This does get to the heart of my question.  Most software by 1989 that allowed non programers such as myself to make animation using programs such as Scupt 3d, or photon paint II, saved the files as ANIM files (?).  So these players much like the Atari ST SPC players, could page flip up to only 30fps?  Unitl that AGA chipset and ANIM6 or ANIM7 came out?  

Thank you everyone for your help.  I'm always much more fascinating is what software allowed the user to do versus the specifications.  If a paint program was faster on an ST, did didn't matter if the Amiga had a Blitter, the software buyer was at the mercy of the programmers.  
Title: Re: Amiga Animation and CHIP RAM versus FAST RAM
Post by: bloodline on March 30, 2008, 09:14:32 PM
Quote

Rowbeartoe wrote:


Zac67 wrote:
I'd venture the replay routines on the Amiga were optimized/designed to allow replay of interlaced frames. There are only 30 interlaced fps, so the coders didn't include a special faster non-interlace mode replay of up to 60 fps.
The Ataris lack interlace mode, so you'd code for 60 fps from the start.

Maybe as simple as that.


Interesting- so you have a theory that say those Anim files were limited to 30fps because the programers scripted them for interlaced modes?  

This does get to the heart of my question.  Most software by 1989 that allowed non programers such as myself to make animation using programs such as Scupt 3d, or photon paint II, saved the files as ANIM files (?).  So these players much like the Atari ST SPC players, could page flip up to only 30fps?  Unitl that AGA chipset and ANIM6 or ANIM7 came out?  

Thank you everyone for your help.  I'm always much more fascinating is what software allowed the user to do versus the specifications.  If a paint program was faster on an ST, did didn't matter if the Amiga had a Blitter, the software buyer was at the mercy of the programmers.  [/quote]
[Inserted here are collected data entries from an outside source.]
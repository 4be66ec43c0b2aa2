//! Strict domain validation for experiment requests.

use std::collections::{HashMap, HashSet};

use ol_types::{Dimension, DomainError, VariableId, VariableRecord};

/// Resolve an ordered id list against store records into validated dimensions.
///
/// `records` may arrive in any order; the output follows `variable_ids`.
/// Checks, in order: duplicate ids, unknown ids, missing or non-finite
/// bounds, inverted bounds. A zero-width domain (`min == max`) is accepted.
/// Pure predicate over its inputs, no side effects.
pub fn resolve_dimensions(
    variable_ids: &[VariableId],
    records: &[VariableRecord],
) -> Result<Vec<Dimension>, DomainError> {
    let mut seen = HashSet::with_capacity(variable_ids.len());
    let mut duplicates = Vec::new();
    for id in variable_ids {
        if !seen.insert(*id) && !duplicates.contains(id) {
            duplicates.push(*id);
        }
    }
    if !duplicates.is_empty() {
        return Err(DomainError::DuplicateIds { ids: duplicates });
    }

    let by_id: HashMap<VariableId, &VariableRecord> =
        records.iter().map(|r| (r.id, r)).collect();

    let missing: Vec<VariableId> = variable_ids
        .iter()
        .filter(|id| !by_id.contains_key(id))
        .copied()
        .collect();
    if !missing.is_empty() {
        return Err(DomainError::UnknownIds { missing });
    }

    let mut unbounded = Vec::new();
    let mut inverted = Vec::new();
    let mut dimensions = Vec::with_capacity(variable_ids.len());
    for id in variable_ids {
        let record = by_id[id];
        match (record.min_value, record.max_value) {
            (Some(lower), Some(upper)) if lower.is_finite() && upper.is_finite() => {
                if lower > upper {
                    inverted.push(*id);
                } else {
                    dimensions.push(Dimension {
                        id: *id,
                        lower,
                        upper,
                        unit: record.unit.clone(),
                    });
                }
            }
            _ => unbounded.push(*id),
        }
    }
    if !unbounded.is_empty() {
        return Err(DomainError::UnboundedDomain { ids: unbounded });
    }
    if !inverted.is_empty() {
        return Err(DomainError::InvertedDomain { ids: inverted });
    }

    Ok(dimensions)
}

#[cfg(test)]
mod tests {
    use super::*;

    fn record(id: i64, min: Option<f64>, max: Option<f64>) -> VariableRecord {
        VariableRecord {
            id: VariableId(id),
            name: format!("var_{id}"),
            min_value: min,
            max_value: max,
            unit: None,
        }
    }

    #[test]
    fn resolves_in_request_order() {
        let records = vec![
            record(2, Some(-1.0), Some(1.0)),
            record(1, Some(0.0), Some(10.0)),
        ];
        let dims =
            resolve_dimensions(&[VariableId(1), VariableId(2)], &records).unwrap();
        assert_eq!(dims.len(), 2);
        assert_eq!(dims[0].id, VariableId(1));
        assert_eq!(dims[0].lower, 0.0);
        assert_eq!(dims[1].id, VariableId(2));
        assert_eq!(dims[1].upper, 1.0);
    }

    #[test]
    fn rejects_duplicate_ids() {
        let records = vec![record(5, Some(0.0), Some(1.0))];
        let err = resolve_dimensions(&[VariableId(5), VariableId(5)], &records).unwrap_err();
        match err {
            DomainError::DuplicateIds { ids } => assert_eq!(ids, vec![VariableId(5)]),
            other => panic!("unexpected error: {other:?}"),
        }
    }

    #[test]
    fn rejects_unknown_ids() {
        let records = vec![record(1, Some(0.0), Some(1.0))];
        let err =
            resolve_dimensions(&[VariableId(1), VariableId(9), VariableId(4)], &records)
                .unwrap_err();
        match err {
            DomainError::UnknownIds { missing } => {
                assert_eq!(missing, vec![VariableId(9), VariableId(4)]);
            }
            other => panic!("unexpected error: {other:?}"),
        }
    }

    #[test]
    fn rejects_missing_bounds_citing_ids() {
        let records = vec![
            record(1, Some(0.0), Some(1.0)),
            record(2, None, Some(1.0)),
            record(3, Some(0.0), None),
        ];
        let err = resolve_dimensions(
            &[VariableId(1), VariableId(2), VariableId(3)],
            &records,
        )
        .unwrap_err();
        match err {
            DomainError::UnboundedDomain { ids } => {
                assert_eq!(ids, vec![VariableId(2), VariableId(3)]);
            }
            other => panic!("unexpected error: {other:?}"),
        }
    }

    #[test]
    fn rejects_non_finite_bounds() {
        let records = vec![record(1, Some(f64::NEG_INFINITY), Some(1.0))];
        let err = resolve_dimensions(&[VariableId(1)], &records).unwrap_err();
        assert!(matches!(err, DomainError::UnboundedDomain { .. }));
    }

    #[test]
    fn rejects_inverted_bounds() {
        let records = vec![record(1, Some(5.0), Some(-5.0))];
        let err = resolve_dimensions(&[VariableId(1)], &records).unwrap_err();
        match err {
            DomainError::InvertedDomain { ids } => assert_eq!(ids, vec![VariableId(1)]),
            other => panic!("unexpected error: {other:?}"),
        }
    }

    #[test]
    fn accepts_zero_width_domain() {
        let records = vec![record(1, Some(3.0), Some(3.0))];
        let dims = resolve_dimensions(&[VariableId(1)], &records).unwrap();
        assert_eq!(dims[0].lower, 3.0);
        assert_eq!(dims[0].upper, 3.0);
    }

    #[test]
    fn duplicate_check_runs_before_unknown_check() {
        // Both problems present; duplicates win.
        let err = resolve_dimensions(&[VariableId(8), VariableId(8)], &[]).unwrap_err();
        assert!(matches!(err, DomainError::DuplicateIds { .. }));
    }
}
It could be that Amiga software was almost always beam synchronised to ensure that the graphics wouldn't tear during redraws... I guess the Amiga was therefore at the mercy of the display device, if that was a TV, then it would be 25fps (PAL) or 30fps (NTSC).
Title: Re: Amiga Animation and CHIP RAM versus FAST RAM
Post by: Zac67 on March 30, 2008, 09:19:51 PM
The - supposed - limitation would not be due to the file format, but the replay routine. On the Amiga Copper lists are used for most video timings. This suggests to trigger the page flip on the very last video line (only present on the 2nd field), thus limiting the replay speed to 30 fps (for NTSC). There might even be some OS support for this method (can't find my KRM right now).

Hasn't anyone here actually low-level coded something like this?
Title: Re: Amiga Animation and CHIP RAM versus FAST RAM
Post by: Zac67 on March 30, 2008, 09:23:06 PM
Quote
bloodline wrote:

It could be that Amiga software was almost always beam synchronised to ensure that the graphics wouldn't tear during redraws... I guess the Amiga was therefore at the mercy of the display device, if that was a TV, then it would be 25fps (PAL) or 30fps (NTSC).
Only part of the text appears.